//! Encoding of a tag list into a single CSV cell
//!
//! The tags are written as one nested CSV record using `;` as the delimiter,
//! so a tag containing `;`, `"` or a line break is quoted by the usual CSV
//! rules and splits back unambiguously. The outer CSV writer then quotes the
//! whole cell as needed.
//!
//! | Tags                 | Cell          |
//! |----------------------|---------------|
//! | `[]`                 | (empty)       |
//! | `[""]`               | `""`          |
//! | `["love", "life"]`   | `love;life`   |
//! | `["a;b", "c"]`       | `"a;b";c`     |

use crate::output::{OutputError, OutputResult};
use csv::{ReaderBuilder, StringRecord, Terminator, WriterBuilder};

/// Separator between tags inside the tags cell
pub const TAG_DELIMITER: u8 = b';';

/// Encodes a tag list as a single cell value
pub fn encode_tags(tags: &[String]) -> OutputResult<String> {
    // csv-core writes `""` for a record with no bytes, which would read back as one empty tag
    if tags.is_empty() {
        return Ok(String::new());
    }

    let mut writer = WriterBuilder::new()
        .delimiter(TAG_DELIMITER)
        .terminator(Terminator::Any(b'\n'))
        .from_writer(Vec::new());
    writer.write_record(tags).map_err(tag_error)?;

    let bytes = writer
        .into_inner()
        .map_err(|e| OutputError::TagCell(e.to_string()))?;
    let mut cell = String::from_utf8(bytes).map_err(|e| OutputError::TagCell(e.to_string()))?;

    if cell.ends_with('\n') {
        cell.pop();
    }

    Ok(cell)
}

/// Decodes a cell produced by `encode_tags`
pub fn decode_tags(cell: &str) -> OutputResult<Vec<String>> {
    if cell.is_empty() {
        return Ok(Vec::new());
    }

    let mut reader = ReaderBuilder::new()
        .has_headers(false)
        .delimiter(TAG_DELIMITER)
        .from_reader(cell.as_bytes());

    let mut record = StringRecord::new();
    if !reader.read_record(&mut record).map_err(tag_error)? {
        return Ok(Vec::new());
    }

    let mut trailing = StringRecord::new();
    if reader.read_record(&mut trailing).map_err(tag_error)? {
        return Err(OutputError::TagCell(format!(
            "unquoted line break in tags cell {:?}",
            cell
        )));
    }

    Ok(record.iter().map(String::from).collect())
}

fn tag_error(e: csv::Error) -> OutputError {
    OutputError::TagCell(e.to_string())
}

########

**GOAL OF THE EXERCISE**
Which lines of the data contain the word "break"? Copy each one.

**REPLY TO THE TASK**
//! so a tag containing `;`, `"` or a line break is quoted by the usual CSV
            "unquoted line break in tags cell {:?}",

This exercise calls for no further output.